После похорон мы погрузили все его вещи, включая подержанный мотоцикл, который он только что купил, на старый полугрузовик и отправились назад по западным горным и пустынным дорогам, описанным в этой книге. В это время года горные леса и прерии были покрыты снегом, пустынны и прекрасны. Когда мы приехали в дом к его дедушке в Миннесоте, мы уже чувствовали себя гораздо спокойнее. Его вещи до сих пор так и находятся на чердаке дома у дедушки.
Меня же вновь и вновь обуревают философские вопросы, которые так и ходят кругами, повторяясь снова и снова, пока на них либо найдётся ответ, либо они зацикливаются и становятся психиатрически опасными, и теперь один из них становится наваждением: «Куда же он шёл?»

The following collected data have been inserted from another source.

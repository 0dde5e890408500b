//! Document store error types
//!
//! Error codes:
//! - SCHOOL_STORAGE_IO_ERROR (ERROR severity)
//! - SCHOOL_SERIALIZE_FAILED (ERROR severity)
//! - SCHOOL_LOCK_FAILED (ERROR severity)
//! - SCHOOL_DOCUMENT_CORRUPT (FATAL severity)

use std::io;

use thiserror::Error;

use crate::errors::Severity;

/// Result type for document store operations
pub type StoreResult<T> = Result<T, StoreError>;

/// Failures of the persisted document
#[derive(Debug, Error)]
pub enum StoreError {
    #[error("I/O error on {path}: {source}")]
    Io {
        path: String,
        #[source]
        source: io::Error,
    },

    #[error("Document {path} is not well-formed: {reason}")]
    Parse { path: String, reason: String },

    #[error("Failed to serialize document: {0}")]
    Serialize(String),

    #[error("Failed to lock {path}: {source}")]
    Lock {
        path: String,
        #[source]
        source: io::Error,
    },
}

impl StoreError {
    pub fn io(path: impl Into<String>, source: io::Error) -> Self {
        StoreError::Io {
            path: path.into(),
            source,
        }
    }

    pub fn parse(path: impl Into<String>, reason: impl Into<String>) -> Self {
        StoreError::Parse {
            path: path.into(),
            reason: reason.into(),
        }
    }

    /// Returns the stable error code
    pub fn code(&self) -> &'static str {
        match self {
            StoreError::Io { .. } => "SCHOOL_STORAGE_IO_ERROR",
            StoreError::Parse { .. } => "SCHOOL_DOCUMENT_CORRUPT",
            StoreError::Serialize(_) => "SCHOOL_SERIALIZE_FAILED",
            StoreError::Lock { .. } => "SCHOOL_LOCK_FAILED",
        }
    }

    pub fn severity(&self) -> Severity {
        match self {
            StoreError::Parse { .. } => Severity::Fatal,
            _ => Severity::Error,
        }
    }

    /// Whether the store is unusable until the document is repaired
    pub fn is_fatal(&self) -> bool {
        self.severity() == Severity::Fatal
    }
}
//! CLI module for schooldb
//!
//! Provides command-line interface for:
//! - menu: interactive console menu (default)
//! - insert, list, get, update, delete: one-shot commands with JSON output

mod args;
mod commands;
mod config;
mod errors;
mod input;
mod io;
mod menu;

pub use args::{parse_field, Cli, Command};
pub use commands::{execute, run, run_command};
pub use config::Config;
pub use errors::{CliError, CliResult};
pub use input::{
    collapse_whitespace, field_label, normalize_cpf, normalize_field, normalize_name,
    normalize_reference, parse_code,
};
pub use io::{write_error, write_response};
pub use menu::{format_record, Menu};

Куда шёл Крис? В то утро он купил билет на самолёт. У него был счёт в банке, полный комод одежды, полки, набитые книгами. Он был настоящим, живым человеком, занимавшим место и время на этой планете, и теперь вдруг так внезапно куда он делся? Вылетел ли он в трубу крематория? Был ли он в небольшой урне с костями, что нам вернули? Перебирает ли струны золотой арфы на облаке вверху? Ни один из ответов на эти вопросы не имеет смысла.
Надо бы спросить: К чему я был так привязан? Что-то в воображении? Если вы побывали в психиатрическом заведении, то такой вопрос вовсе не банален. Если же он не был просто плодом воображения, то куда же он делся? Неужели реальные вещи исчезают просто так? Если да, то что-то неладно с законами сохранения вещества в физике. Но если признавать законы физики, тогда исчезнувший Крис был нереален. Кругом, и кругом, и кругом. Он, бывало, убегал от меня так, чтобы позлить. Рано или поздно он всегда появлялся, но где он появится теперь? В самом деле, право же, куда он делся?
Круги, наконец, остановились, когда дошло, что прежде, чем спрашивать «Куда он делся?», надо спросить: «Чем же был “он”, который пропал?» Есть старая культурная привычка думать о людях прежде всего как о чём-то материальном, вроде крови и плоти. До тех пор, пока сохранялась эта идея, решения не было. Окислы плоти и крови Криса действительно вылетели в трубу крематория. Но ведь не они же были Крисом.
Надо дать себе отчёт в том, что Крис, по которому я так тосковал, был не объектом, а структурой, и хотя эта структура несла в себе и плоть, и кровь Криса, это было далеко не всё. Эта структура была больше, чем Крис и я вместе взятые, она связывала нас так, что мы сами этого не понимали целиком, и ни один из нас не мог ею полностью управлять.
Теперь тело Криса, бывшее частью той структуры, ушло. Но более крупная структура осталась. В центре её образовалась большая дыра, вот она и вызвала такую сердечную муку. Структура ищет, к чему бы прилепиться, и не может ничего найти. Вот, возможно, почему скорбящие люди так привязаны к надгробиям и любым вещественным предметам, связанным с усопшими. Структура пытается цепляться за собственное существование, отыскивая новые материальные вещи, на которых можно сосредоточится.
Несколько поздней стало ясно, что эти мысли весьма сходны с утверждениями, которые находят у многих «примитивных» культур. Если взять ту часть структуры, которая не является плотью и кровью Криса, и назвать её «духом» или «призраком» Криса, тогда безо всяких дальнейших толкований можно сказать, что дух или призрак Криса ищет себе новое тело, куда бы вселиться. Когда нам рассказывают такое о «примитивных», мы просто отбрасываем это как предрассудки, ибо толкуем призрак или дух как некую материальную эктоплазму, хотя они, возможно, ничего такого вовсе и не подразумевали.